Aux premiers jours de la guerre, Charles n’arriva pas à passer. L’odeur âcres et pestilentielles des souks en feu, mêlant senteurs d’épices à celles des plastiques avec le pillage commis par les miliciens avaient amené ses parents à l’enfermer à leur domicile. Lui pourtant en avait la volonté, jusqu’à tenter une fois de descendre par les fenêtres. Il se sentait dans l’obligation de retrouver sa tendre. Et puis, une fois, quelques mois après, il avait réussi et personne ne peut l’en empêcher. Elle était déjà partie, disparue.
Chaque jour, il venait, revêtait un beau costume au cas ou. Il pensait qu’il avait échappé aux drames qui ont émaillé la guerre civile, il avait vécu cette période comme beaucoup d’autres au fond des abris, bravant parfois les snipers des lignes de démarcations, ils ont fini par se lasser de lui, ils lui laissaient la vie saine et sauve, ils devinaient en lui qu’il n’était plus un ennemi, pas même un ami. Il était devenu une figure à qui on demandait si en face, l’ennemi était vraiment un monstre.
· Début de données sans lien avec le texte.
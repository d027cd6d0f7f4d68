//! Resource previews.
//!
//! A preview is a rendered snapshot of a resource that editors can inspect
//! without hitting the public site. Regeneration after a publish runs as an
//! unsupervised background task: failures are logged and never retried or
//! surfaced to the publisher.

use std::sync::Arc;

use dashmap::DashMap;
use thiserror::Error;
use time::OffsetDateTime;
use tracing::{debug, warn};
use uuid::Uuid;

use crate::application::render;
use crate::application::repos::ContentRepository;
use crate::domain::resource::{Resource, ResourceBody, Version};

#[derive(Debug, Error)]
pub enum PreviewError {
    #[error("previews are only generated for page resources")]
    UnsupportedKind,
    #[error(transparent)]
    Repo(#[from] crate::application::repos::RepoError),
}

#[derive(Debug, Clone)]
pub struct Preview {
    pub html: String,
    pub generated: OffsetDateTime,
}

pub struct PreviewService {
    repository: Arc<dyn ContentRepository>,
    store: DashMap<(String, Uuid, Version), Preview>,
}

impl PreviewService {
    pub fn new(repository: Arc<dyn ContentRepository>) -> Self {
        Self {
            repository,
            store: DashMap::new(),
        }
    }

    pub fn get(&self, site: &str, id: Uuid, version: Version) -> Option<Preview> {
        self.store
            .get(&(site.to_string(), id, version))
            .map(|entry| entry.value().clone())
    }

    /// Stored preview, or a freshly generated one when the resource exists
    /// but has not been previewed yet. `Ok(None)` means the resource itself
    /// is gone.
    pub async fn get_or_generate(
        &self,
        site: &str,
        id: Uuid,
        version: Version,
    ) -> Result<Option<Preview>, PreviewError> {
        if let Some(preview) = self.get(site, id, version) {
            return Ok(Some(preview));
        }
        let Some(resource) = self.repository.get(site, id, version).await? else {
            return Ok(None);
        };
        self.generate(&resource).map(Some)
    }

    /// Generate and store a preview synchronously.
    pub fn generate(&self, resource: &Resource) -> Result<Preview, PreviewError> {
        let ResourceBody::Page(_) = resource.body() else {
            return Err(PreviewError::UnsupportedKind);
        };
        let preview = Preview {
            html: render::render_page(resource),
            generated: OffsetDateTime::now_utc(),
        };
        let uri = resource.uri();
        self.store.insert(
            (uri.site.clone(), uri.id, uri.version),
            preview.clone(),
        );
        debug!(%uri, "preview generated");
        Ok(preview)
    }

    /// Fire-and-forget regeneration after a publish. The spawned task is
    /// not supervised; a failure leaves the previous preview in place.
    pub fn regenerate(self: &Arc<Self>, resource: Resource) {
        let service = Arc::clone(self);
        tokio::spawn(async move {
            if let Err(err) = service.generate(&resource) {
                warn!(
                    uri = %resource.uri(),
                    error = %err,
                    "preview regeneration failed"
                );
            }
        });
    }

    /// Drop stored previews of a resource, e.g. after deletion.
    pub fn evict(&self, site: &str, id: Uuid) {
        self.store
            .retain(|(s, stored_id, _), _| !(s == site && *stored_id == id));
    }
}

#[cfg(test)]
mod tests {
    use crate::domain::page::PageBody;
    use crate::domain::resource::ResourceUri;
    use crate::infra::repository::FsContentRepository;

    use super::*;

    fn service() -> PreviewService {
        PreviewService::new(Arc::new(FsContentRepository::in_memory()))
    }

    fn page(path: &str) -> Resource {
        let mut body = PageBody::new();
        body.set_title("Preview me");
        Resource::new_page(
            ResourceUri::new("main", path, Uuid::new_v4(), Version::Live),
            None,
            body,
        )
    }

    #[test]
    fn generate_stores_a_preview_per_version() {
        let service = service();
        let page = page("/a");
        service.generate(&page).expect("generate");

        assert!(service.get("main", page.id(), Version::Live).is_some());
        assert!(service.get("main", page.id(), Version::Work).is_none());
    }

    #[test]
    fn binary_resources_are_not_previewed() {
        let service = service();
        let resource = Resource::new_binary(
            ResourceUri::new("main", "/f", Uuid::new_v4(), Version::Work),
            crate::domain::resource::ResourceKind::File,
            None,
            crate::domain::resource::BinaryContent {
                filename: "f.bin".into(),
                mimetype: "application/octet-stream".into(),
                digest: String::new(),
                size: 0,
            },
        );
        assert!(matches!(
            service.generate(&resource),
            Err(PreviewError::UnsupportedKind)
        ));
    }

    #[tokio::test]
    async fn get_or_generate_renders_on_demand() {
        let repository = Arc::new(FsContentRepository::in_memory());
        let service = PreviewService::new(repository.clone());

        let created = repository
            .create(page("/on-demand"))
            .await
            .expect("create");

        let preview = service
            .get_or_generate("main", created.id(), Version::Work)
            .await
            .expect("lookup")
            .expect("preview");
        assert!(preview.html.contains("Preview me"));

        let missing = service
            .get_or_generate("main", Uuid::new_v4(), Version::Work)
            .await
            .expect("lookup");
        assert!(missing.is_none());
    }

    #[test]
    fn evict_removes_all_versions() {
        let service = service();
        let page = page("/a");
        service.generate(&page).expect("generate");
        service.evict("main", page.id());
        assert!(service.get("main", page.id(), Version::Live).is_none());
    }
}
Il rétorquait qu’ils étaient des hommes comme eux, avec la même chair, le même sang.
En son fort intérieur, il était à l’image de ce pays, incapable de tourner une page de ce récit qui était le sien.
Enceinte et désespérée, sans nouvelle de son amant, elle était parti, en France, pour mettre au Monde, une fille. Par les circonstances du Liban, elle le pensait mort, décédé alors qu’il tentait de passer cette césure qui déchire Beyrouth en essayant de la rejoindre. Elle n’avait aucune nouvelle, sa famille pensait qu’elle les avait déshonoré. Elle voulait vivre, éviter le crime d’honneur et ainsi que sa fille, Yara, puisse vivre sa vie.
Passant chaque jour devant les vitrines d’une boutique parisienne, elle rêvait de donner à sa fille, la robe de princesse qu’elle était pourtant au Pays. Princesse de coeur! Jour après jour, année après année, elle gardait le secret des origines, jusqu’à en tomber malade, disparaissant au fur et à mesure alors que grandissait Yara. Seul restait le témoignage de feuilles jaunies qu’elle découvrit à son décès.
À sa mort, Yara décida de retourner sur les pas de sa mère. Un retour aux origines qu’elle ne connaissait pas, des lieux connus de sa mère et de ce père où elle n’avait jamais mis les pieds. Sa famille, elle refusait de les voir, ils avaient bien rejeté leur fille, leur soeur, même dans la maladie. Même si les époques avaient changé, elle était toujours une bâtarde à leur yeux, eux qui couchent à droite et à gauche pourtant et qui s’orgueillent d’être des gens biens, comme on l’entend localement. Une mentalité différente de ce qu’elle avait jusque là connu à l’étranger.
Elle suivait les traces des lieux hantés par la mémoire de sa mère comprenant sa souffrance dans l’épopée de sa vie, jusqu’à retrouver cet inconnu … son père.